En primera instancia, es interesante que por una vez el director pretenda darle un aire fantástico al relato: lo presenta casi como una fábula, y en cierta manera la narración pretende ser tan cristalina como la de los cuentos, con sus villanos de cartulina y su mal y bien enfrentados casi simbólicamente. Más allá de que la analogía es bastante evidente, el tono exacerbado de algunas situaciones pone las cosas por fuera del terreno de solemnidad o pretenciosidad. Por otra parte, los momentos dramáticos más interesantes son contados a la manera del musical, sin una puesta en escena demasiado lúcida -es cierto-, pero sorprendiendo con una serie de canciones que mantienen la estética de la música tribal y autóctona de esta aldea arenosa y de ficción que es el centro del film. Sin embargo, Mihaileanu se concentra tanto en la levedad del tono fabulesco que se olvida de presionar alguna tuerca, más aún si tenemos en cuenta que el tema es bastante complejo: cómo es el entramado de religión y tradición, de deseos y obligaciones, que constituye a los habitantes de Medio Oriente.
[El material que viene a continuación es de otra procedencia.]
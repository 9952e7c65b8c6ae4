//! HTTP surface of the gift-card engine.
//!
//! Public redemption routes sit behind the strict IP limiter; staff and
//! internal routes (issuance, in-store use, cancellation, wallet reads)
//! are authenticated upstream and get the relaxed one. The engine itself
//! performs no authentication - callers arrive with an opaque identity
//! established by the session layer.

pub mod cards;
pub mod redemption;
pub mod wallets;

use axum::Router;
use axum::routing::{get, post};

use crate::middleware;
use crate::state::AppState;

/// Build the service router.
#[must_use]
pub fn routes() -> Router<AppState> {
    let public = Router::new()
        .route("/redemption/validate", post(redemption::validate))
        .route("/redemption/verify-identity", post(redemption::verify_identity))
        .route("/redemption/execute", post(redemption::execute))
        .layer(middleware::redemption_rate_limiter());

    let staff = Router::new()
        .route("/cards", post(cards::activate))
        .route("/cards/{id}", get(cards::detail))
        .route("/cards/{id}/use", post(cards::record_use))
        .route("/cards/{id}/cancel", post(cards::cancel))
        .route("/wallets/{identity}", get(wallets::balance))
        .route("/wallets/{identity}/transactions", get(wallets::transactions))
        .layer(middleware::staff_rate_limiter());

    Router::new().merge(public).merge(staff)
}

#[cfg(test)]
#[allow(clippy::unwrap_used)]
mod tests {
    use std::sync::Arc;

    use axum::Router;
    use axum::body::Body;
    use axum::http::{Request, StatusCode, header};
    use secrecy::SecretString;
    use serde_json::{Value, json};
    use tower::ServiceExt;
    use url::Url;

    use crate::config::GiftcardsConfig;
    use crate::db::MemoryStore;
    use crate::services::{LogNotifier, StaticDirectory};
    use crate::state::AppState;

    fn test_config() -> GiftcardsConfig {
        GiftcardsConfig {
            database_url: SecretString::from("postgres://localhost/test"),
            host: "127.0.0.1".parse().unwrap(),
            port: 4000,
            base_url: Url::parse("https://wildflowerdayspa.com").unwrap(),
            code_prefix: "WF".to_string(),
            card_validity_months: 24,
            token_ttl_hours: 48,
            verify_attempts_per_minute: 100,
            sentry_dsn: None,
            sentry_environment: None,
        }
    }

    fn app() -> Router {
        let state = AppState::new(
            test_config(),
            Arc::new(MemoryStore::new()),
            Arc::new(StaticDirectory::new()),
            Arc::new(LogNotifier),
        );
        super::routes().with_state(state)
    }

    fn post_json(uri: &str, body: &Value, ip: &str) -> Request<Body> {
        Request::builder()
            .method("POST")
            .uri(uri)
            .header(header::CONTENT_TYPE, "application/json")
            .header("x-forwarded-for", ip)
            .body(Body::from(body.to_string()))
            .unwrap()
    }

    async fn body_json(response: axum::response::Response) -> Value {
        let bytes = axum::body::to_bytes(response.into_body(), 64 * 1024)
            .await
            .unwrap();
        serde_json::from_slice(&bytes).unwrap()
    }

    #[tokio::test]
    async fn test_validate_unknown_token_is_404() {
        let response = app()
            .oneshot(post_json(
                "/redemption/validate",
                &json!({"token": "not-a-real-token"}),
                "203.0.113.10",
            ))
            .await
            .unwrap();
        assert_eq!(response.status(), StatusCode::NOT_FOUND);
        let body = body_json(response).await;
        assert_eq!(body["error"], "token_invalid");
    }

    #[tokio::test]
    async fn test_execute_without_identity_is_401() {
        let response = app()
            .oneshot(post_json(
                "/redemption/execute",
                &json!({
                    "token": "whatever",
                    "email": "holder@example.com",
                    "disposition": "wallet"
                }),
                "203.0.113.11",
            ))
            .await
            .unwrap();
        assert_eq!(response.status(), StatusCode::UNAUTHORIZED);
    }

    #[tokio::test]
    async fn test_issue_use_cancel_flow_over_http() {
        let app = app();

        // Issue a card through the purchase-completion endpoint.
        let response = app
            .clone()
            .oneshot(post_json(
                "/cards",
                &json!({
                    "amount": 15_000,
                    "purchaser_email": "dana@example.com",
                    "purchaser_name": "Dana Buyer"
                }),
                "203.0.113.12",
            ))
            .await
            .unwrap();
        assert_eq!(response.status(), StatusCode::CREATED);
        let issued = body_json(response).await;
        let id = issued["id"].as_i64().unwrap();
        assert!(issued["redemption_link"].as_str().unwrap().contains("/redeem/"));

        // Record an in-store use.
        let response = app
            .clone()
            .oneshot(post_json(
                &format!("/cards/{id}/use"),
                &json!({"amount": 4_000, "service_name": "facial"}),
                "203.0.113.12",
            ))
            .await
            .unwrap();
        assert_eq!(response.status(), StatusCode::OK);
        let used = body_json(response).await;
        assert_eq!(used["remaining_amount"], 11_000);
        assert_eq!(used["status"], "partially_used");

        // Over-drawing is a 400 with the precise error code.
        let response = app
            .clone()
            .oneshot(post_json(
                &format!("/cards/{id}/use"),
                &json!({"amount": 99_000}),
                "203.0.113.12",
            ))
            .await
            .unwrap();
        assert_eq!(response.status(), StatusCode::BAD_REQUEST);
        let body = body_json(response).await;
        assert_eq!(body["error"], "insufficient_value");

        // Cancel the remainder; a second cancel conflicts.
        let response = app
            .clone()
            .oneshot(post_json(
                &format!("/cards/{id}/cancel"),
                &json!({"reason": "customer refund"}),
                "203.0.113.12",
            ))
            .await
            .unwrap();
        assert_eq!(response.status(), StatusCode::NO_CONTENT);

        let response = app
            .clone()
            .oneshot(post_json(
                &format!("/cards/{id}/cancel"),
                &json!({}),
                "203.0.113.12",
            ))
            .await
            .unwrap();
        assert_eq!(response.status(), StatusCode::CONFLICT);
    }

    #[tokio::test]
    async fn test_card_detail_never_returns_token_material() {
        let app = app();
        let response = app
            .clone()
            .oneshot(post_json(
                "/cards",
                &json!({
                    "amount": 5_000,
                    "purchaser_email": "dana@example.com"
                }),
                "203.0.113.13",
            ))
            .await
            .unwrap();
        let issued = body_json(response).await;
        let id = issued["id"].as_i64().unwrap();
        let link = issued["redemption_link"].as_str().unwrap().to_owned();
        let token = link.rsplit('/').next().unwrap().to_owned();

        let response = app
            .clone()
            .oneshot(
                Request::builder()
                    .uri(format!("/cards/{id}"))
                    .header("x-forwarded-for", "203.0.113.13")
                    .body(Body::empty())
                    .unwrap(),
            )
            .await
            .unwrap();
        assert_eq!(response.status(), StatusCode::OK);
        let detail = body_json(response).await;
        let raw = detail.to_string();
        assert!(!raw.contains(&token));
        assert!(!raw.contains("token_hash"));
    }

    #[tokio::test]
    async fn test_wallet_of_unknown_identity_is_404() {
        let response = app()
            .oneshot(
                Request::builder()
                    .uri("/wallets/usr_nobody")
                    .header("x-forwarded-for", "203.0.113.14")
                    .body(Body::empty())
                    .unwrap(),
            )
            .await
            .unwrap();
        assert_eq!(response.status(), StatusCode::NOT_FOUND);
    }
}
En cierto sentido la resolución del conflicto será más digna de una novelita rosa que de un film político, con sus villanos encontrando el castigo y los buenos logrando sus objetivos. No obstante, el problema de la película no es este, sino que transita sus excesivos minutos con cierta parsimonia y falta de energía, para nada correspondida con la actitud de la protagonista del relato (Leila, esa mujer que decide iniciar una huelga de amor para que sean los hombres los que vayan a buscar agua a la montaña). Es curioso cómo en un film donde el sexo y la pasión deberían convertirse en un elemento político, se lo muestra tan lavado y amable, si es que se lo muestra. Esa inmovilidad que evidencia el film, impide que nos identifiquemos con los protagonistas y que no dejemos de ver las costuras del guión, demasiado manipulador y tramposo. La fuente de las mujeres se parece un poco a Agora, de Alejandro Amenábar, en eso de que no se puede contradecir la tesis que los directores exponen, con la diferencia de que Amenábar posee un imaginario visual y un talento de narrador, capaz de impactar al espectador aún en el marco de un film apenas correcto como aquel. Mihaileanu, por su parte, es nada más que un hombre que pone la cámara y que ama contar historias políticamente correctas y sentimentaloides, sin mayor virtud cinematográfica.